Aim of the exercise: Count every line that includes the string "Iterator" in the entries that follow. Nothing besides the number is needed.

Collected data:
————————

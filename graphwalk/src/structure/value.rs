// Copyright (c) 2024-2025 DeepGraph Inc.
// SPDX-License-Identifier: Apache-2.0
//
//! Value type system for traverser payloads and graph properties
//!
//! Every object that flows through the step pipeline is a [`Value`]: graph
//! elements, scalars, collections, and the binding maps produced by
//! `select`/`match`/`group`. Values carry a total order (used by the order
//! comparators) and are hashable (used as group/dedup keys), which requires
//! manual `Eq`/`Ord`/`Hash` impls because of floating point payloads.

use std::cmp::Ordering;
use std::collections::{BTreeMap, BTreeSet};
use std::fmt;
use std::hash::{Hash, Hasher};
use std::sync::Arc;

use chrono::{DateTime, Utc};
use serde::{Deserialize, Serialize};

use crate::structure::element::{Edge, Vertex};
use crate::structure::memory::MemoryGraph;

/// A single value flowing through the traversal pipeline or stored as a
/// graph property.
#[derive(Debug, Clone, Serialize, Deserialize)]
pub enum Value {
    Null,
    Bool(bool),
    Int(i64),
    Float(f64),
    String(String),
    DateTime(DateTime<Utc>),
    List(Vec<Value>),
    Set(BTreeSet<Value>),
    Map(#[serde(with = "map_as_pairs")] BTreeMap<Value, Value>),
    Vertex(Vertex),
    Edge(Edge),
    /// A single key/value property entry, produced by `properties()`.
    Property { key: String, value: Box<Value> },
    /// An edge-induced side-effect graph, produced by `subgraph()`. Not
    /// serializable; it is an in-memory handle, not a wire value.
    #[serde(skip)]
    Subgraph(Arc<MemoryGraph>),
}

/// JSON objects require string keys, but `Value::Map` keys are arbitrary
/// `Value`s, so the map is carried on the wire as a sequence of pairs.
mod map_as_pairs {
    use std::collections::BTreeMap;

    use serde::{Deserialize, Deserializer, Serialize, Serializer};

    use super::Value;

    pub fn serialize<S: Serializer>(
        map: &BTreeMap<Value, Value>,
        serializer: S,
    ) -> Result<S::Ok, S::Error> {
        map.iter().collect::<Vec<_>>().serialize(serializer)
    }

    pub fn deserialize<'de, D: Deserializer<'de>>(
        deserializer: D,
    ) -> Result<BTreeMap<Value, Value>, D::Error> {
        let pairs = Vec::<(Value, Value)>::deserialize(deserializer)?;
        Ok(pairs.into_iter().collect())
    }
}

impl Value {
    /// Ordering rank of the value kind, used to totally order values of
    /// different kinds. Null sorts before everything.
    fn kind_rank(&self) -> u8 {
        match self {
            Value::Null => 0,
            Value::Bool(_) => 1,
            Value::Int(_) | Value::Float(_) => 2,
            Value::String(_) => 3,
            Value::DateTime(_) => 4,
            Value::List(_) => 5,
            Value::Set(_) => 6,
            Value::Map(_) => 7,
            Value::Vertex(_) => 8,
            Value::Edge(_) => 9,
            Value::Property { .. } => 10,
            Value::Subgraph(_) => 11,
        }
    }

    pub fn is_null(&self) -> bool {
        matches!(self, Value::Null)
    }

    /// Numeric view of the value, if it is a number.
    pub fn as_f64(&self) -> Option<f64> {
        match self {
            Value::Int(i) => Some(*i as f64),
            Value::Float(f) => Some(*f),
            _ => None,
        }
    }

    pub fn as_str(&self) -> Option<&str> {
        match self {
            Value::String(s) => Some(s.as_str()),
            _ => None,
        }
    }

    pub fn as_bool(&self) -> Option<bool> {
        match self {
            Value::Bool(b) => Some(*b),
            _ => None,
        }
    }

    /// The element id, if the value is a graph element.
    pub fn element_id(&self) -> Option<i64> {
        match self {
            Value::Vertex(v) => Some(v.id),
            Value::Edge(e) => Some(e.id),
            _ => None,
        }
    }

    /// Human-oriented kind name, used in error messages.
    pub fn kind_name(&self) -> &'static str {
        match self {
            Value::Null => "null",
            Value::Bool(_) => "bool",
            Value::Int(_) => "int",
            Value::Float(_) => "float",
            Value::String(_) => "string",
            Value::DateTime(_) => "datetime",
            Value::List(_) => "list",
            Value::Set(_) => "set",
            Value::Map(_) => "map",
            Value::Vertex(_) => "vertex",
            Value::Edge(_) => "edge",
            Value::Property { .. } => "property",
            Value::Subgraph(_) => "subgraph",
        }
    }

    /// Total order over values. Numbers compare across `Int`/`Float`;
    /// values of different kinds order by kind rank so sorting mixed
    /// streams is deterministic rather than an error.
    pub fn compare(&self, other: &Value) -> Ordering {
        match (self, other) {
            (Value::Int(a), Value::Int(b)) => a.cmp(b),
            (Value::Float(a), Value::Float(b)) => total_f64_cmp(*a, *b),
            (Value::Int(a), Value::Float(b)) => total_f64_cmp(*a as f64, *b),
            (Value::Float(a), Value::Int(b)) => total_f64_cmp(*a, *b as f64),
            (Value::Bool(a), Value::Bool(b)) => a.cmp(b),
            (Value::String(a), Value::String(b)) => a.cmp(b),
            (Value::DateTime(a), Value::DateTime(b)) => a.cmp(b),
            (Value::List(a), Value::List(b)) => compare_seq(a.iter(), b.iter()),
            (Value::Set(a), Value::Set(b)) => compare_seq(a.iter(), b.iter()),
            (Value::Map(a), Value::Map(b)) => {
                compare_seq(a.iter().map(|(k, _)| k), b.iter().map(|(k, _)| k)).then_with(|| {
                    compare_seq(a.iter().map(|(_, v)| v), b.iter().map(|(_, v)| v))
                })
            }
            (Value::Vertex(a), Value::Vertex(b)) => a.id.cmp(&b.id),
            (Value::Edge(a), Value::Edge(b)) => a.id.cmp(&b.id),
            (Value::Property { key: ka, value: va }, Value::Property { key: kb, value: vb }) => {
                ka.cmp(kb).then_with(|| va.compare(vb))
            }
            (Value::Subgraph(a), Value::Subgraph(b)) => {
                (Arc::as_ptr(a) as usize).cmp(&(Arc::as_ptr(b) as usize))
            }
            _ => self.kind_rank().cmp(&other.kind_rank()),
        }
    }
}

fn compare_seq<'a, A, B>(a: A, b: B) -> Ordering
where
    A: Iterator<Item = &'a Value>,
    B: Iterator<Item = &'a Value>,
{
    let mut a = a;
    let mut b = b;
    loop {
        match (a.next(), b.next()) {
            (None, None) => return Ordering::Equal,
            (None, Some(_)) => return Ordering::Less,
            (Some(_), None) => return Ordering::Greater,
            (Some(x), Some(y)) => match x.compare(y) {
                Ordering::Equal => continue,
                other => return other,
            },
        }
    }
}

fn total_f64_cmp(a: f64, b: f64) -> Ordering {
    a.partial_cmp(&b).unwrap_or_else(|| a.to_bits().cmp(&b.to_bits()))
}

impl PartialEq for Value {
    fn eq(&self, other: &Self) -> bool {
        self.compare(other) == Ordering::Equal
    }
}

impl Eq for Value {}

impl PartialOrd for Value {
    fn partial_cmp(&self, other: &Self) -> Option<Ordering> {
        Some(self.compare(other))
    }
}

impl Ord for Value {
    fn cmp(&self, other: &Self) -> Ordering {
        self.compare(other)
    }
}

impl Hash for Value {
    fn hash<H: Hasher>(&self, state: &mut H) {
        match self {
            Value::Null => state.write_u8(0),
            Value::Bool(b) => {
                state.write_u8(1);
                b.hash(state);
            }
            Value::Int(i) => {
                state.write_u8(2);
                i.hash(state);
            }
            // Int(1) and Float(1.0) are equal under compare(), so integral
            // floats must hash identically to the matching Int.
            Value::Float(f) => {
                state.write_u8(2);
                if f.fract() == 0.0 && *f >= i64::MIN as f64 && *f <= i64::MAX as f64 {
                    (*f as i64).hash(state);
                } else {
                    f.to_bits().hash(state);
                }
            }
            Value::String(s) => {
                state.write_u8(3);
                s.hash(state);
            }
            Value::DateTime(dt) => {
                state.write_u8(4);
                dt.hash(state);
            }
            Value::List(items) => {
                state.write_u8(5);
                for item in items {
                    item.hash(state);
                }
            }
            Value::Set(items) => {
                state.write_u8(6);
                for item in items {
                    item.hash(state);
                }
            }
            Value::Map(entries) => {
                state.write_u8(7);
                for (k, v) in entries {
                    k.hash(state);
                    v.hash(state);
                }
            }
            Value::Vertex(v) => {
                state.write_u8(8);
                v.id.hash(state);
            }
            Value::Edge(e) => {
                state.write_u8(9);
                e.id.hash(state);
            }
            Value::Property { key, value } => {
                state.write_u8(10);
                key.hash(state);
                value.hash(state);
            }
            Value::Subgraph(g) => {
                state.write_u8(11);
                (Arc::as_ptr(g) as usize).hash(state);
            }
        }
    }
}

impl fmt::Display for Value {
    fn fmt(&self, f: &mut fmt::Formatter<'_>) -> fmt::Result {
        match self {
            Value::Null => write!(f, "null"),
            Value::Bool(b) => write!(f, "{}", b),
            Value::Int(i) => write!(f, "{}", i),
            Value::Float(x) => write!(f, "{}", x),
            Value::String(s) => write!(f, "{}", s),
            Value::DateTime(dt) => write!(f, "{}", dt.to_rfc3339()),
            Value::List(items) => {
                write!(f, "[")?;
                for (i, item) in items.iter().enumerate() {
                    if i > 0 {
                        write!(f, ", ")?;
                    }
                    write!(f, "{}", item)?;
                }
                write!(f, "]")
            }
            Value::Set(items) => {
                write!(f, "{{")?;
                for (i, item) in items.iter().enumerate() {
                    if i > 0 {
                        write!(f, ", ")?;
                    }
                    write!(f, "{}", item)?;
                }
                write!(f, "}}")
            }
            Value::Map(entries) => {
                write!(f, "{{")?;
                for (i, (k, v)) in entries.iter().enumerate() {
                    if i > 0 {
                        write!(f, ", ")?;
                    }
                    write!(f, "{}: {}", k, v)?;
                }
                write!(f, "}}")
            }
            Value::Vertex(v) => write!(f, "v[{}]", v.id),
            Value::Edge(e) => write!(f, "e[{}][{}-{}->{}]", e.id, e.out_v, e.label, e.in_v),
            Value::Property { key, value } => write!(f, "p[{}->{}]", key, value),
            Value::Subgraph(_) => write!(f, "subgraph"),
        }
    }
}

impl From<bool> for Value {
    fn from(b: bool) -> Self {
        Value::Bool(b)
    }
}

impl From<i64> for Value {
    fn from(i: i64) -> Self {
        Value::Int(i)
    }
}

impl From<i32> for Value {
    fn from(i: i32) -> Self {
        Value::Int(i64::from(i))
    }
}

impl From<f64> for Value {
    fn from(f: f64) -> Self {
        Value::Float(f)
    }
}

impl From<&str> for Value {
    fn from(s: &str) -> Self {
        Value::String(s.to_string())
    }
}

impl From<String> for Value {
    fn from(s: String) -> Self {
        Value::String(s)
    }
}

impl From<Vertex> for Value {
    fn from(v: Vertex) -> Self {
        Value::Vertex(v)
    }
}

impl From<Edge> for Value {
    fn from(e: Edge) -> Self {
        Value::Edge(e)
    }
}

impl<T: Into<Value>> From<Vec<T>> for Value {
    fn from(items: Vec<T>) -> Self {
        Value::List(items.into_iter().map(Into::into).collect())
    }
}

#[cfg(test)]
mod tests {
    use super::*;
    use std::collections::hash_map::DefaultHasher;

    fn hash_of(v: &Value) -> u64 {
        let mut h = DefaultHasher::new();
        v.hash(&mut h);
        h.finish()
    }

    #[test]
    fn cross_type_numeric_equality() {
        assert_eq!(Value::Int(3), Value::Float(3.0));
        assert_eq!(hash_of(&Value::Int(3)), hash_of(&Value::Float(3.0)));
        assert_ne!(Value::Int(3), Value::Float(3.5));
    }

    #[test]
    fn null_sorts_first() {
        let mut values = vec![Value::Int(1), Value::Null, Value::from("a")];
        values.sort();
        assert_eq!(values[0], Value::Null);
    }

    #[test]
    fn list_ordering_is_lexicographic() {
        let a = Value::from(vec![1i64, 2]);
        let b = Value::from(vec![1i64, 3]);
        assert_eq!(a.compare(&b), Ordering::Less);
        let shorter = Value::from(vec![1i64]);
        assert_eq!(shorter.compare(&a), Ordering::Less);
    }

    #[test]
    fn wire_values_round_trip_and_subgraph_is_refused() {
        let value = Value::Map(
            [(Value::from("ages"), Value::from(vec![29i64, 32]))].into_iter().collect(),
        );
        let encoded = serde_json::to_string(&value).unwrap();
        let decoded: Value = serde_json::from_str(&encoded).unwrap();
        assert_eq!(decoded, value);
        // A subgraph is an in-memory handle, not a wire value.
        let handle = Value::Subgraph(Arc::new(MemoryGraph::new()));
        assert!(serde_json::to_string(&handle).is_err());
    }
}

————————

Your solution: 2